Your assignment: Keep to the lines from the one with "if forwarding is" through the end of the data, and write them out exactly.

(Dataset entries)
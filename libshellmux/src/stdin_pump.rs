// Licensed under the Apache License, Version 2.0 (the "License");
// you may not use this file except in compliance with the License.
// You may obtain a copy of the License at
//
//     http://www.apache.org/licenses/LICENSE-2.0
//
// Unless required by applicable law or agreed to in writing, software
// distributed under the License is distributed on an "AS IS" BASIS,
// WITHOUT WARRANTIES OR CONDITIONS OF ANY KIND, either express or implied.
// See the License for the specific language governing permissions and
// limitations under the License.

//! Spec section 4.6: a non-blocking reader on standard input, folded into
//! the single reactor the event loop runs instead of the teacher's
//! dedicated `pipe_bytes` thread pair (`attach.rs`'s stdin->sock worker).
//! That model suits a streaming proxy; this client also has to interleave
//! stdin with transport messages and signals in the order section 5
//! requires, so it reads on its own turn of the loop rather than a
//! separate thread.

use std::{
    io::{self, Read},
    os::fd::{AsRawFd, RawFd},
};

use anyhow::Context;
use shellmux_protocol::MsgType;

use crate::{consts::BUF_SIZE, context::ClientContext};

/// Tracks whether the reader is currently enabled; the server can disable
/// it (implicitly, by not granting flow control) and re-enable it later
/// via an inbound `Stdin` control frame (section 4.4).
pub struct StdinPump {
    enabled: bool,
}

impl StdinPump {
    pub fn new() -> anyhow::Result<Self> {
        crate::tty::set_nonblocking(io::stdin().as_raw_fd()).context("setting stdin non-blocking")?;
        Ok(StdinPump { enabled: true })
    }

    pub fn fd(&self) -> RawFd {
        io::stdin().as_raw_fd()
    }

    pub fn enabled(&self) -> bool {
        self.enabled
    }

    pub fn disable(&mut self) {
        self.enabled = false;
    }

    pub fn enable(&mut self) {
        self.enabled = true;
    }

    /// Called when `poll` reports stdin readable and the pump is enabled.
    /// Reads once; on EOF or a hard error, sends the zero-length
    /// terminator frame and disables itself, since the server reads
    /// `size <= 0` as "standard input is closed".
    pub fn on_readable(&mut self, ctx: &mut ClientContext) -> anyhow::Result<()> {
        let mut buf = vec![0u8; BUF_SIZE];
        match io::stdin().read(&mut buf) {
            Ok(0) => {
                ctx.transport.send(MsgType::Stdin, &[]).context("sending Stdin EOF terminator")?;
                self.disable();
            }
            Ok(n) => {
                ctx.transport.send(MsgType::Stdin, &buf[..n]).context("sending Stdin")?;
            }
            Err(e) if e.kind() == io::ErrorKind::Interrupted || e.kind() == io::ErrorKind::WouldBlock => {
                // Nothing to do; the next readable event will retry.
            }
            Err(_) => {
                ctx.transport.send(MsgType::Stdin, &[]).context("sending Stdin error terminator")?;
                self.disable();
            }
        }
        Ok(())
    }
}
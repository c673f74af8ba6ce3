// Licensed under the Apache License, Version 2.0 (the "License");
// you may not use this file except in compliance with the License.
// You may obtain a copy of the License at
//
//     http://www.apache.org/licenses/LICENSE-2.0
//
// Unless required by applicable law or agreed to in writing, software
// distributed under the License is distributed on an "AS IS" BASIS,
// WITHOUT WARRANTIES OR CONDITIONS OF ANY KIND, either express or implied.
// See the License for the specific language governing permissions and
// limitations under the License.

//! `libshellmux` drives one invocation of `shellmux attach`: it resolves
//! the daemon's socket, performs the identify burst, then runs the
//! cooperative event loop described in spec section 5 until the state
//! machine reaches `Exiting`, and hands off to the Terminator.

use std::{env, fs, io, os::fd::BorrowedFd, path::PathBuf, sync::Mutex};

use anyhow::{anyhow, Context};
use nix::poll::{poll, PollFd, PollFlags, PollTimeout};
use shellmux_protocol::MsgType;
use tracing_subscriber::fmt::format::FmtSpan;

pub mod cli;
pub mod config;
pub mod consts;
pub mod context;
pub mod identify;
pub mod server_start;
pub mod signals;
pub mod socket_bringup;
pub mod state_machine;
pub mod stdin_pump;
pub mod terminator;
mod test_hooks;
pub mod transport;
pub mod tty;
mod user;

pub use cli::{Args, Commands};

use context::{ClientContext, ClientFlags, ClientState, ExitReason};
use server_start::ProcessServerStart;

/// Runs the tool end to end and returns the process exit code, mirroring
/// the teacher's `run()` except that it hands a code back instead of
/// calling `std::process::exit` itself, so `shellmux/src/main.rs` decides
/// when to actually terminate.
pub fn run(args: Args) -> anyhow::Result<i32> {
    let (login, control_control, no_daemonize, command) = match args.command {
        Commands::Version => return Err(anyhow!("wrapper binary must handle version")),
        Commands::Attach { login, control_control, no_daemonize, command } => {
            (login, control_control, no_daemonize, command)
        }
    };

    init_logging(args.verbose, &args.log_file);

    #[cfg(feature = "test_hooks")]
    if let Ok(test_hook_sock) = env::var("SHELLMUX_TEST_HOOK_SOCKET_PATH") {
        tracing::info!("spawning test hook sock at {}", test_hook_sock);
        test_hooks::TEST_HOOK_SERVER.set_socket_path(test_hook_sock);
        std::thread::spawn(|| {
            test_hooks::TEST_HOOK_SERVER.start();
        });
        tracing::info!("waiting for test hook connection");
        test_hooks::TEST_HOOK_SERVER.wait_for_connect()?;
    }
    test_hooks::emit("client-startup");

    // Installed before SocketBringup, per spec section 4.5: a daemonizing
    // server spawn can leave its launcher as a zombie the moment it exits,
    // and nothing reaps it until CHLD is handled.
    let bridge = signals::SignalBridge::install().context("installing signal handlers")?;

    let config = config::read_config(&args.config_file)?;
    let socket_path = resolve_socket_path(args.socket.clone());

    let starter = ProcessServerStart {
        server_bin: sibling_server_binary(),
        connect_timeout: config.connect_timeout(),
    };
    let transport = socket_bringup::bring_up(&socket_path, !no_daemonize, &starter)
        .context("bringing up connection to daemon")?;

    let flags = ClientFlags { login, control_control };
    let shell_command = if command.is_empty() { None } else { Some(command.join(" ")) };
    let mut ctx = ClientContext::new(transport, flags, shell_command);

    if control_control {
        ctx.saved_tty = Some(tty::set_attach_flags().context("entering CONTROLCONTROL tty mode")?);
    }

    identify::run(&mut ctx).context("running identify burst")?;
    test_hooks::emit("identify-done");

    if command.is_empty() {
        ctx.transport.send(MsgType::Shell, &[]).context("sending Shell request")?;
    } else {
        let payload = cli::encode_command_payload(&command)?;
        ctx.transport.send(MsgType::Command, &payload).context("sending Command")?;
    }

    let mut pump = stdin_pump::StdinPump::new().context("starting stdin pump")?;

    run_event_loop(&mut ctx, &mut pump, &bridge)?;

    Ok(terminator::run(ctx))
}

fn run_event_loop(
    ctx: &mut ClientContext,
    pump: &mut stdin_pump::StdinPump,
    bridge: &signals::SignalBridge,
) -> anyhow::Result<()> {
    while ctx.state != ClientState::Exiting {
        let transport_fd = unsafe { BorrowedFd::borrow_raw(ctx.transport.raw_fd()) };
        let stdin_fd = unsafe { BorrowedFd::borrow_raw(pump.fd()) };
        let signal_fd = unsafe { BorrowedFd::borrow_raw(bridge.poll_fd()) };

        let mut fds = vec![
            PollFd::new(transport_fd, PollFlags::POLLIN),
            PollFd::new(signal_fd, PollFlags::POLLIN),
        ];
        let stdin_idx = if pump.enabled() {
            fds.push(PollFd::new(stdin_fd, PollFlags::POLLIN));
            Some(fds.len() - 1)
        } else {
            None
        };

        match poll(&mut fds, PollTimeout::NONE) {
            Ok(_) => {}
            Err(nix::errno::Errno::EINTR) => continue,
            Err(e) => return Err(anyhow!("poll failed: {}", e)),
        }

        if fds[0].revents().map(|r| !r.is_empty()).unwrap_or(false) {
            match ctx.transport.recv().context("reading from transport")? {
                Some(frame) => state_machine::dispatch(ctx, pump, frame).context("dispatching message")?,
                None => {
                    ctx.transition_to_exiting(ExitReason::LostServer);
                    ctx.exit_code = 1;
                }
            }
        }

        if ctx.state == ClientState::Exiting {
            break;
        }

        if fds[1].revents().map(|r| !r.is_empty()).unwrap_or(false) {
            bridge.dispatch(ctx).context("dispatching signal")?;
        }

        if ctx.state == ClientState::Exiting {
            break;
        }

        if let Some(idx) = stdin_idx {
            if fds[idx].revents().map(|r| !r.is_empty()).unwrap_or(false) {
                pump.on_readable(ctx).context("reading stdin")?;
            }
        }
    }

    Ok(())
}

fn init_logging(verbose: u8, log_file: &Option<String>) {
    let trace_level = if verbose == 0 {
        tracing::Level::INFO
    } else if verbose == 1 {
        tracing::Level::DEBUG
    } else {
        tracing::Level::TRACE
    };

    if let Some(log_file) = log_file.clone() {
        if let Ok(file) = fs::File::create(log_file) {
            let _ = tracing_subscriber::fmt()
                .with_max_level(trace_level)
                .with_thread_ids(true)
                .with_target(false)
                .with_span_events(FmtSpan::NEW | FmtSpan::CLOSE)
                .with_writer(Mutex::new(file))
                .try_init();
            return;
        }
    }

    let _ = tracing_subscriber::fmt()
        .with_max_level(trace_level)
        .with_thread_ids(true)
        .with_target(false)
        .with_span_events(FmtSpan::NEW | FmtSpan::CLOSE)
        .with_writer(io::stderr)
        .try_init();
}

/// Resolves the daemon socket path the way the teacher does: under
/// `$XDG_RUNTIME_DIR/shellmux` (falling back to `~/.shellmux`) unless the
/// caller passes an explicit path, which is used as-is.
fn resolve_socket_path(explicit: Option<String>) -> PathBuf {
    match explicit {
        Some(s) => PathBuf::from(s),
        None => {
            let runtime_dir = match env::var("XDG_RUNTIME_DIR") {
                Ok(dir) => PathBuf::from(dir),
                Err(_) => {
                    PathBuf::from(env::var("HOME").unwrap_or_else(|_| "/tmp".to_string())).join(".shellmux")
                }
            }
            .join("shellmux");
            runtime_dir.join("shellmux.socket")
        }
    }
}

fn sibling_server_binary() -> PathBuf {
    let mut path = env::current_exe().unwrap_or_else(|_| PathBuf::from("shellmux"));
    path.set_file_name("shellmux-server");
    path
}
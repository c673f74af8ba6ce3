// Licensed under the Apache License, Version 2.0 (the "License");
// you may not use this file except in compliance with the License.
// You may obtain a copy of the License at
//
//     http://www.apache.org/licenses/LICENSE-2.0
//
// Unless required by applicable law or agreed to in writing, software
// distributed under the License is distributed on an "AS IS" BASIS,
// WITHOUT WARRANTIES OR CONDITIONS OF ANY KIND, either express or implied.
// See the License for the specific language governing permissions and
// limitations under the License.

//! The "server-start" collaborator from spec section 6: called with
//! `(lock_fd, lockfile_path)`, returns an already-connected socket to a
//! freshly daemonized server. The server is responsible for
//! releasing/unlinking the lock once it is listening.
//!
//! The daemon itself is out of scope for this crate (spec section 1's
//! Non-goals), so the production implementation here just execs a
//! configured server binary and polls for it to come up, the way the
//! teacher's `daemonize::maybe_fork_daemon` polls a freshly spawned
//! `shpool daemon` process.

use std::{
    os::fd::{OwnedFd, RawFd},
    path::{Path, PathBuf},
    process, thread, time,
};

use anyhow::{anyhow, Context};
use nix::fcntl::{fcntl, FcntlArg, FdFlag};
use tracing::info;

use crate::{consts, transport::Transport};

pub trait ServerStarter {
    fn start(&self, lock_fd: RawFd, lockfile_path: &Path, socket_path: &Path) -> anyhow::Result<OwnedFd>;
}

/// Daemonizes `server_bin`, handing it the lock fd (as an inherited fd
/// number passed on argv) and lockfile path so it can release/unlink them
/// once it has bound its listening socket, then polls with exponential
/// backoff until the socket is dialable, mirroring the teacher's
/// `maybe_fork_daemon`.
pub struct ProcessServerStart {
    pub server_bin: PathBuf,
    pub connect_timeout: time::Duration,
}

impl ServerStarter for ProcessServerStart {
    fn start(&self, lock_fd: RawFd, lockfile_path: &Path, socket_path: &Path) -> anyhow::Result<OwnedFd> {
        info!("no daemon running on {:?}, spawning {:?}", socket_path, self.server_bin);

        // `OpenOptions` always opens with `O_CLOEXEC`, which would otherwise
        // close `lock_fd` in the child across its `exec` before the server
        // ever gets to use the fd number we're about to hand it on argv.
        // Clear the flag so the descriptor survives the spawn.
        fcntl(lock_fd, FcntlArg::F_SETFD(FdFlag::empty()))
            .context("clearing FD_CLOEXEC on the start-lock fd")?;

        process::Command::new(&self.server_bin)
            .arg("--socket")
            .arg(socket_path)
            .arg("--release-lock-fd")
            .arg(lock_fd.to_string())
            .arg("--release-lock-file")
            .arg(lockfile_path)
            .env(consts::AUTODAEMONIZE_VAR, "true")
            .stdout(process::Stdio::null())
            .stderr(process::Stdio::null())
            .spawn()
            .context("launching background server")?;

        let mut sleep_ms = 10;
        let max_sleep_ms = 2000;
        let deadline = time::Instant::now() + self.connect_timeout;
        loop {
            match Transport::connect(socket_path) {
                Ok(fd) => return Ok(fd),
                Err(_) if time::Instant::now() < deadline => {
                    thread::sleep(time::Duration::from_millis(sleep_ms));
                    sleep_ms = (sleep_ms * 2).min(max_sleep_ms);
                }
                Err(e) => {
                    return Err(anyhow!(
                        "launched server but control socket never came up: {}",
                        e
                    ))
                }
            }
        }
    }
}
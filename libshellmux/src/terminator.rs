// Licensed under the Apache License, Version 2.0 (the "License");
// you may not use this file except in compliance with the License.
// You may obtain a copy of the License at
//
//     http://www.apache.org/licenses/LICENSE-2.0
//
// Unless required by applicable law or agreed to in writing, software
// distributed under the License is distributed on an "AS IS" BASIS,
// WITHOUT WARRANTIES OR CONDITIONS OF ANY KIND, either express or implied.
// See the License for the specific language governing permissions and
// limitations under the License.

//! Spec section 4.7: what happens after the event loop returns (or, for
//! the Wait-state `Shell` reply, in place of ever entering the loop at
//! all — both paths exec the same way, so `exec_shell` below is shared).

use std::{ffi::CString, io::Write};

use anyhow::Context;
use nix::{
    sys::signal::{self, Signal},
    unistd::{self, Pid},
};

use crate::context::{ClientContext, ExitType};

/// Runs after the event loop exits. Consumes `ctx` since nothing after
/// this point needs the client state again.
pub fn run(mut ctx: ClientContext) -> i32 {
    if ctx.exit_type == ExitType::Exec {
        let shell = ctx.exec_shell.take().unwrap_or_default();
        let command = ctx.exec_command.take().unwrap_or_default();
        if let Err(e) = exec_shell(&shell, &command, ctx.flags.login) {
            eprintln!("failed to exec shell: {:#}", e);
            return 1;
        }
        unreachable!("exec_shell only returns on error, which is mapped above");
    }

    let banner = ctx.exit_reason.banner();

    if ctx.was_attached {
        if let Some(msg) = &banner {
            println!("[{}]", msg);
        }
        if ctx.exit_type == ExitType::DetachKill && ctx.parent_pid > 1 {
            if let Err(e) = signal::kill(Pid::from_raw(ctx.parent_pid), Signal::SIGHUP) {
                eprintln!("failed to signal parent: {}", e);
            }
        }
    } else if ctx.flags.control_control {
        match &banner {
            Some(msg) => print!("%exit {}", msg),
            None => print!("%exit"),
        }
        // Mode terminator, then restore the saved terminal attributes.
        print!("\x1b\\");
        let _ = std::io::stdout().flush();
        drop(ctx.saved_tty.take());
    } else if let Some(msg) = &banner {
        eprintln!("{}", msg);
    }

    ctx.exit_code
}

/// Replaces the process image with `shell -c <command>`, the mechanics
/// shared by the Wait-state `Shell` reply and the Attached-state `Exec`
/// message. `argv[0]` is the shell's basename, prefixed with `-` when
/// `login` is set. Standard streams are restored to blocking mode and
/// every other descriptor above stderr is closed first.
pub fn exec_shell(shell: &str, command: &str, login: bool) -> anyhow::Result<()> {
    for fd in [crate::consts::STDIN_FD, crate::consts::STDOUT_FD, crate::consts::STDERR_FD] {
        crate::tty::set_blocking(fd).with_context(|| format!("restoring blocking mode on fd {}", fd))?;
    }
    close_fds_above_stderr();

    let basename = shell.rsplit('/').next().unwrap_or(shell);
    let argv0 = if login { format!("-{}", basename) } else { basename.to_string() };

    let shell_c = CString::new(shell).context("shell path contains a NUL")?;
    let argv0_c = CString::new(argv0).context("argv0 contains a NUL")?;
    let flag_c = CString::new("-c").unwrap();
    let command_c = CString::new(command).context("command contains a NUL")?;

    unistd::execv(&shell_c, &[argv0_c.as_c_str(), flag_c.as_c_str(), command_c.as_c_str()])
        .context("execv failed")?;
    unreachable!("execv only returns on error, which is mapped above")
}

fn close_fds_above_stderr() {
    let max_fd = unsafe { libc::sysconf(libc::_SC_OPEN_MAX) };
    let max_fd = if max_fd > 0 { max_fd as i32 } else { 1024 };
    for fd in (crate::consts::STDERR_FD + 1)..max_fd {
        let _ = unistd::close(fd);
    }
}
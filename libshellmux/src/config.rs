// Licensed under the Apache License, Version 2.0 (the "License");
// you may not use this file except in compliance with the License.
// You may obtain a copy of the License at
//
//     http://www.apache.org/licenses/LICENSE-2.0
//
// Unless required by applicable law or agreed to in writing, software
// distributed under the License is distributed on an "AS IS" BASIS,
// WITHOUT WARRANTIES OR CONDITIONS OF ANY KIND, either express or implied.
// See the License for the specific language governing permissions and
// limitations under the License.

//! A trimmed, `toml`-backed config, read the way the teacher's
//! `config::read_config` reads `~/.config/shpool/config.toml`. The client
//! half only has two settings worth exposing: which environment variables
//! to forward into the identify burst, and how long `SocketBringup` will
//! wait for a freshly spawned server before giving up.

use std::{fs, path::PathBuf, time::Duration};

use anyhow::Context;
use serde_derive::Deserialize;
use tracing::{info, instrument};

use crate::user;

#[instrument(skip_all)]
pub fn read_config(config_file: &Option<String>) -> anyhow::Result<Config> {
    let mut config = Config::default();
    if let Some(config_path) = config_file {
        info!("parsing explicitly passed in config ({})", config_path);
        let config_str = fs::read_to_string(config_path).context("reading config toml (1)")?;
        config = toml::from_str(&config_str).context("parsing config file (1)")?;
    } else {
        let user_info = user::info()?;
        let mut config_path = PathBuf::from(user_info.home_dir);
        config_path.push(".config");
        config_path.push("shellmux");
        config_path.push("config.toml");
        if config_path.exists() {
            let config_str = fs::read_to_string(&config_path).context("reading config toml (2)")?;
            config = toml::from_str(&config_str).context("parsing config file (2)")?;
        }
    }

    Ok(config)
}

#[derive(Deserialize, Default, Debug, Clone)]
pub struct Config {
    /// Extra environment variable names (beyond the full `environ` the
    /// identify burst always sends) that the server should treat as
    /// significant even if only partially forwarded by an intermediate
    /// shell. Currently informational only; kept so the config schema
    /// matches what `IdentifyEnviron` actually needs if forwarding is
    /// ever narrowed.
    pub forward_env: Option<Vec<String>>,

    /// How long, in seconds, `SocketBringup` should poll a freshly spawned
    /// server before giving up. Defaults to 10 in `ProcessServerStart`
    /// when unset.
    pub connect_timeout_secs: Option<u64>,
}

impl Config {
    pub fn connect_timeout(&self) -> Duration {
        Duration::from_secs(self.connect_timeout_secs.unwrap_or(10))
    }
}

#[cfg(test)]
mod test {
    use super::*;

    #[test]
    fn default_connect_timeout_is_ten_seconds() {
        let config = Config::default();
        assert_eq!(config.connect_timeout(), Duration::from_secs(10));
    }

    #[test]
    fn parses_explicit_config_file() {
        let dir = tempfile::tempdir().unwrap();
        let path = dir.path().join("config.toml");
        fs::write(&path, "connect_timeout_secs = 30\nforward_env = [\"SSH_AUTH_SOCK\"]\n").unwrap();
        let config = read_config(&Some(path.to_string_lossy().into_owned())).unwrap();
        assert_eq!(config.connect_timeout(), Duration::from_secs(30));
        assert_eq!(config.forward_env.as_deref(), Some(&["SSH_AUTH_SOCK".to_string()][..]));
    }
}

Response for this exercise:
    /// matches what `IdentifyEnviron` actually needs if forwarding is
    /// ever narrowed.
    pub forward_env: Option<Vec<String>>,

    /// How long, in seconds, `SocketBringup` should poll a freshly spawned
    /// server before giving up. Defaults to 10 in `ProcessServerStart`
    /// when unset.
    pub connect_timeout_secs: Option<u64>,
}

impl Config {
    pub fn connect_timeout(&self) -> Duration {
        Duration::from_secs(self.connect_timeout_secs.unwrap_or(10))
    }
}

#[cfg(test)]
mod test {
    use super::*;

    #[test]
    fn default_connect_timeout_is_ten_seconds() {
        let config = Config::default();
        assert_eq!(config.connect_timeout(), Duration::from_secs(10));
    }

    #[test]
    fn parses_explicit_config_file() {
        let dir = tempfile::tempdir().unwrap();
        let path = dir.path().join("config.toml");
        fs::write(&path, "connect_timeout_secs = 30\nforward_env = [\"SSH_AUTH_SOCK\"]\n").unwrap();
        let config = read_config(&Some(path.to_string_lossy().into_owned())).unwrap();
        assert_eq!(config.connect_timeout(), Duration::from_secs(30));
        assert_eq!(config.forward_env.as_deref(), Some(&["SSH_AUTH_SOCK".to_string()][..]));
    }
}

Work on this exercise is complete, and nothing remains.